1961年、ガガーリンの乗ったボストーク1号に人類初の有人宇宙飛行で先を越されたアメリカは、ケネディ大統領の決断により、1960年代のうちに人類を月に送る「アポロ計画」を立てる。
そのための予算は250億ドル。この膨大な金額を国民に納得させるために、史上最大のマーケティング作戦が始まった。

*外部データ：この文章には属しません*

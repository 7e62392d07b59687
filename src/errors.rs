//! 统一错误处理模块
//!
//! 使用宏自动生成错误类型，支持错误代码和类型名称。
//! `E0xx` 为基础设施错误，`E1xx` 为评论回调的业务错误。

use std::fmt;

/// 定义错误类型的宏
///
/// 自动生成：
/// - enum 定义
/// - code() 方法 - 返回错误代码
/// - error_type() 方法 - 返回错误类型名称
/// - message() 方法 - 返回错误详情
/// - 便捷构造函数
macro_rules! define_admincomment_errors {
    ($(
        $variant:ident($code:literal, $type_name:literal)
    ),* $(,)?) => {
        #[derive(Debug, Clone, PartialEq)]
        pub enum AdminCommentError {
            $($variant(String),)*
        }

        impl AdminCommentError {
            /// 获取错误代码
            pub fn code(&self) -> &'static str {
                match self {
                    $(AdminCommentError::$variant(_) => $code,)*
                }
            }

            /// 获取错误类型名称
            pub fn error_type(&self) -> &'static str {
                match self {
                    $(AdminCommentError::$variant(_) => $type_name,)*
                }
            }

            /// 获取错误详情
            pub fn message(&self) -> &str {
                match self {
                    $(AdminCommentError::$variant(msg) => msg,)*
                }
            }
        }

        // 生成便捷构造函数
        paste::paste! {
            impl AdminCommentError {
                $(
                    pub fn [<$variant:snake>]<T: Into<String>>(msg: T) -> Self {
                        AdminCommentError::$variant(msg.into())
                    }
                )*
            }
        }
    };
}

define_admincomment_errors! {
    DatabaseConfig("E003", "Database Configuration Error"),
    DatabaseConnection("E004", "Database Connection Error"),
    DatabaseOperation("E005", "Database Operation Error"),
    FileOperation("E006", "File Operation Error"),
    NotFound("E008", "Resource Not Found"),
    Serialization("E009", "Serialization Error"),
    Authentication("E012", "Authentication Error"),
    InvalidCommentArea("E101", "Invalid Comment Area"),
    InvalidItemReference("E102", "Invalid Item Reference"),
    ContextMismatch("E103", "Context Mismatch"),
    PermissionDenied("E104", "Permission Denied"),
}

impl AdminCommentError {
    /// 是否为调用方输入导致的业务错误（非基础设施故障）
    pub fn is_rejection(&self) -> bool {
        matches!(
            self,
            AdminCommentError::InvalidCommentArea(_)
                | AdminCommentError::InvalidItemReference(_)
                | AdminCommentError::ContextMismatch(_)
                | AdminCommentError::PermissionDenied(_)
        )
    }

    /// 格式化为简洁输出
    pub fn format_simple(&self) -> String {
        format!("{}: {}", self.error_type(), self.message())
    }
}

impl fmt::Display for AdminCommentError {
    fn fmt(&self, f: &mut fmt::Formatter<'_>) -> fmt::Result {
        write!(f, "{}", self.format_simple())
    }
}

impl std::error::Error for AdminCommentError {}

// 为常见的错误类型实现 From trait
impl From<sea_orm::DbErr> for AdminCommentError {
    fn from(err: sea_orm::DbErr) -> Self {
        AdminCommentError::DatabaseOperation(err.to_string())
    }
}

impl From<std::io::Error> for AdminCommentError {
    fn from(err: std::io::Error) -> Self {
        AdminCommentError::FileOperation(err.to_string())
    }
}

impl From<serde_json::Error> for AdminCommentError {
    fn from(err: serde_json::Error) -> Self {
        AdminCommentError::Serialization(err.to_string())
    }
}

pub type Result<T> = std::result::Result<T, AdminCommentError>;
use serde::{Deserialize, Serialize};

/// 应用配置结构体
#[derive(Debug, Clone, Serialize, Deserialize)]
pub struct AppConfig {
    pub app: AppSettings,
    pub server: ServerConfig,
    pub jwt: JwtConfig,
    pub database: DatabaseConfig,
    #[serde(default)]
    pub admincomments: AdminCommentsConfig,
}

/// 应用设置
#[derive(Debug, Clone, Serialize, Deserialize)]
pub struct AppSettings {
    pub system_name: String,
    pub environment: String,
    pub log_level: String,
}

/// 服务器配置
#[derive(Debug, Clone, Serialize, Deserialize)]
pub struct ServerConfig {
    pub host: String,
    pub port: u16,
    pub unix_socket_path: String,
    pub workers: usize,
    pub max_workers: usize,
    pub timeouts: TimeoutConfig,
    pub limits: LimitConfig,
}

/// 超时配置
#[derive(Debug, Clone, Serialize, Deserialize)]
pub struct TimeoutConfig {
    pub client_request: u64,
    pub client_disconnect: u64,
    pub keep_alive: u64,
}

/// 限制配置
#[derive(Debug, Clone, Serialize, Deserialize)]
pub struct LimitConfig {
    pub max_payload_size: usize,
}

/// JWT 配置
#[derive(Debug, Clone, Serialize, Deserialize)]
pub struct JwtConfig {
    #[serde(skip_serializing, default)] // 不序列化到JSON响应中
    pub secret: String,
    pub access_token_expiry: i64,
}

/// 数据库配置
#[derive(Debug, Clone, Serialize, Deserialize)]
pub struct DatabaseConfig {
    pub url: String,    // 数据库连接 URL（从 scheme 自动推断类型）
    pub pool_size: u32, // 连接池大小
    pub timeout: u64,   // 连接超时 (秒)
}

/// 管理员评论回调配置
#[derive(Debug, Clone, Serialize, Deserialize)]
#[serde(default)]
pub struct AdminCommentsConfig {
    /// 匿名评分时显示的名字前缀，后接匿名编号
    pub hidden_user_label: String,
    /// 匿名头像尺寸（像素）
    pub avatar_size: u32,
    /// 默认头像图片的 URL 前缀
    pub avatar_base_url: String,
    /// 用户主页 URL 前缀
    pub profile_base_url: String,
    /// 作业查看页 URL 前缀，事件中引用
    pub view_base_url: String,
    /// 允许删除他人评论的权限名
    pub override_capability: String,
    /// 评分权限名，持有者可查看任意提交
    pub grade_capability: String,
}

impl Default for AdminCommentsConfig {
    fn default() -> Self {
        Self {
            hidden_user_label: "Hidden user".to_string(),
            avatar_size: 18,
            avatar_base_url: "/theme/image.php/boost/core/1".to_string(),
            profile_base_url: "/user/view.php".to_string(),
            view_base_url: "/mod/assign/view.php".to_string(),
            override_capability: "moodle/site:caneditadmincomment".to_string(),
            grade_capability: "mod/assign:grade".to_string(),
        }
    }
}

新聞、雑誌、ディズニーのテレビ番組、映画『2001年宇宙の旅』などを通じて、NASAは月面開発を売り込んだ。日本人も驚いたアポロ11号の月着陸テレビ中継や、大阪万博アメリカ館の「月の石」は、
こうしたマーケティングの一環だったのだ。
冷戦時代の宇宙開発競争にアメリカが勝利することができたのは、ソビエト連邦にはなかった「マーケティングの力」を最大限に活用したからである。
そして、宇宙開発によって新しい技術が次々と誕生したのと同様に、現代のマーケティング手法についてもアポロ計画が発端になっているものが多い。
「人類がまだ火星に到達していないのは、つまるところ、火星探索事業のマーケティングが失敗に終わったからだろう」(本文より)
マーケティング・PRの専門家であり、宇宙ファンの著者が、これまで語られることがなかった「史上最大のマーケティング作戦」としてのアポロ計画の姿を描きだす。